What about when you’re packing your child’s lunch for camp or getting ready for a road trip? Steeples suggests chopped or dried fruit and nuts as they’re packable, portable and usually don’t need refrigeration. For longer adventures, bring a cooler bag and fill it with Greek yogurt, cheese sticks, or a classic wheat bread sandwich to avoid stopping for fast food.
Hydration is always important, but during summer months it’s especially imperative to drink plenty of water to avoid heat exhaustion and dehydration. The best way to stay hydrated is simple — water.
“Unless a person exercised very hard or has been sweating profusely, electrolyte drinks are seldom necessary,” says Steeples. In other words, energy drinks should, for the most part, stay out of the lunch bag. Some kids (and adults) complain of water being “boring” to drink. To spice it up, you can add cut fruit or herbs like mint and basil to a pitcher of chilled water, or add some lemon slices to your water bottle when you’re leaving the house.
How Much to Eat?
Snacks aren’t meant to replace a well-rounded meal — parents need to ensure their child is staying within a healthy range of calories. Before reaching for a snack, try to address two questions with your child: “am I hungry?” and “will I feel better (physically and emotionally) if I eat this?” These preliminary questions will help you and your child learn to tell the difference between physical hunger, head hunger and cravings. It’s okay to pass on snacktime if you’re not really feeling it — hunger is not an emergency! Our bodies simply send the sensation of hunger to gradually remind us to nourish ourselves.

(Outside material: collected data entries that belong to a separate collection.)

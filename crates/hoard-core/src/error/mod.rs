//! Error types and result aliases for Hoard operations.
//!
//! Provides a unified error type that covers all possible error conditions
//! across the Hoard crates with actionable error messages.

use serde::{Deserialize, Serialize};
use thiserror::Error;

/// Unified error type for all Hoard operations
#[derive(Error, Debug)]
pub enum HoardError {
    // Config errors
    #[error("Failed to parse hoard.toml: {message}")]
    TomlParse { message: String },

    #[error("Configuration field '{field}' is invalid: {reason}")]
    ConfigValidation { field: String, reason: String },

    #[error("Asset '{name}' is invalid: {reason}")]
    InvalidAsset { name: String, reason: String },

    // Transfer errors
    #[error("Network error: {message}")]
    Network {
        message: String,
        #[source]
        source: Option<Box<dyn std::error::Error + Send + Sync>>,
    },

    #[error("Server answered {status} for {link}")]
    HttpStatus { link: String, status: u16 },

    #[error(
        "Transfer of '{name}' too slow: {observed} bytes in the last {period_secs}s, need at least {required}"
    )]
    TransferTooSlow {
        name: String,
        observed: u64,
        required: u64,
        period_secs: u64,
    },

    #[error("Hash mismatch for '{name}': expected {expected}, got {actual}")]
    HashMismatch {
        name: String,
        expected: String,
        actual: String,
    },

    #[error("Size mismatch for '{name}': expected {expected} bytes, got {actual}")]
    SizeMismatch {
        name: String,
        expected: u64,
        actual: u64,
    },

    #[error("Transfer of '{name}' was cancelled")]
    Cancelled { name: String },

    // Pool errors
    #[error("Pool capacity exceeded: {reason}")]
    Capacity { reason: String },

    #[error("Asset '{name}' is not ready")]
    NotReady { name: String },

    #[error("Asset '{name}' is protected by {refcount} tag(s)")]
    AssetProtected { name: String, refcount: u32 },

    #[error("Failed to realize '{name}': {reason}")]
    Realize { name: String, reason: String },

    #[error("Pool at {path} is locked by another instance")]
    Lock {
        path: String,
        #[source]
        source: Option<std::io::Error>,
    },

    #[error("Pool index at {path} is corrupt: {reason}")]
    CorruptIndex { path: String, reason: String },

    // IO errors
    #[error("IO error: {message}")]
    Io {
        message: String,
        #[source]
        source: std::io::Error,
    },
}

/// Result type alias for Hoard operations
pub type HoardResult<T> = Result<T, HoardError>;

/// Coarse classification of a failure, carried by fetch events
#[derive(Debug, Clone, Copy, PartialEq, Eq, Hash, Serialize, Deserialize)]
#[serde(rename_all = "snake_case")]
pub enum FailureKind {
    Io,
    Network,
    TransferTooSlow,
    HashMismatch,
    SizeMismatch,
    Capacity,
    Cancelled,
    Other,
}

impl HoardError {
    /// Create a network error from any error type
    pub fn network<E>(message: String, source: E) -> Self
    where
        E: std::error::Error + Send + Sync + 'static,
    {
        Self::Network {
            message,
            source: Some(Box::new(source)),
        }
    }

    /// Create an IO error from std::io::Error
    pub fn io(message: String, source: std::io::Error) -> Self {
        Self::Io { message, source }
    }

    /// Create a capacity error
    pub fn capacity(reason: impl Into<String>) -> Self {
        Self::Capacity {
            reason: reason.into(),
        }
    }

    /// Whether a per-asset transfer attempt that failed with this error may be retried
    pub fn is_retryable(&self) -> bool {
        !matches!(
            self,
            HoardError::Cancelled { .. }
                | HoardError::InvalidAsset { .. }
                | HoardError::Lock { .. }
                | HoardError::CorruptIndex { .. }
        )
    }

    /// Classification used when reporting a failed asset
    pub fn kind(&self) -> FailureKind {
        match self {
            HoardError::Io { .. } => FailureKind::Io,
            HoardError::Network { .. } | HoardError::HttpStatus { .. } => FailureKind::Network,
            HoardError::TransferTooSlow { .. } => FailureKind::TransferTooSlow,
            HoardError::HashMismatch { .. } => FailureKind::HashMismatch,
            HoardError::SizeMismatch { .. } => FailureKind::SizeMismatch,
            HoardError::Capacity { .. } => FailureKind::Capacity,
            HoardError::Cancelled { .. } => FailureKind::Cancelled,
            _ => FailureKind::Other,
        }
    }

    /// Get a user-friendly suggestion for fixing this error
    pub fn suggestion(&self) -> Option<&'static str> {
        match self {
            HoardError::Network { .. } | HoardError::HttpStatus { .. } => {
                Some("Check your network connection and the asset link, then try again")
            },
            HoardError::TransferTooSlow { .. } => {
                Some("Lower minimum_transfer_rate in hoard.toml or retry on a faster link")
            },
            HoardError::Capacity { .. } => {
                Some("Raise the pool size, unprotect unused assets, or free disk space")
            },
            HoardError::Lock { .. } => {
                Some("Another hoard process owns this pool; wait for it to finish")
            },
            HoardError::CorruptIndex { .. } => {
                Some("Run 'hoard rebuild' to rescan the pool directory")
            },
            HoardError::NotReady { .. } | HoardError::Realize { .. } => {
                Some("Run 'hoard fetch' for the asset list first")
            },
            _ => None,
        }
    }
}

What’s more important is making sure that each family member is meeting their recommended caloric intake to fuel their body throughout the day. If you don’t know how much you or your child should be consuming, there are plenty of online resources like MyFitnessPal.com, EatingWell.com, and MyPlate.gov. Be sure to always check in with your physician before making any dietary changes.
Spinach Salad with Black Beans and Sweet Potato Croutons
“This is a great salad meal for lunch or dinner, or a hearty side dish to an entree!” — Melody Steeples, MPH, RD.
1 large sweet potato, cubed and tossed with 1 tablespoon olive oil and 1-2 teaspoon cajun style seasoning, roasted at 375 for about 30 minutes then cooled (can substitute with roasted winter squash, like butternut or kabocha, to reduce carbs if desired)
2 cups cooked quinoa
8 - 12 cups spinach leaves (destemmed, large leaves torn into smaller pieces)
1 red bell pepper, cut into thin slivers
1 cup cherry tomatoes (halved if desired)
2 cocktail cucumbers, sliced (about 1 cup of slices)
3 green onions, greens thinly sliced and whites discarded
2 cups home cooked or 1 can low sodium black beans, rinsed
1 medium/large avocado, cubed
- Toss all ingredients in large bowl.
- Pour in dressing just before serving and toss well to coat.
1/4 cup olive oil
1 tablespoon each of fresh lemon juice and vinegar of choice
2 tablespoon water
2 teaspoon dijon style mustard
1/2 teaspoon italian seasoning blend
1/2 teaspoon brown sugar
pinch of salt if desired
Add all ingredients to a blender or bowl and mix with an immersion blender until well blended.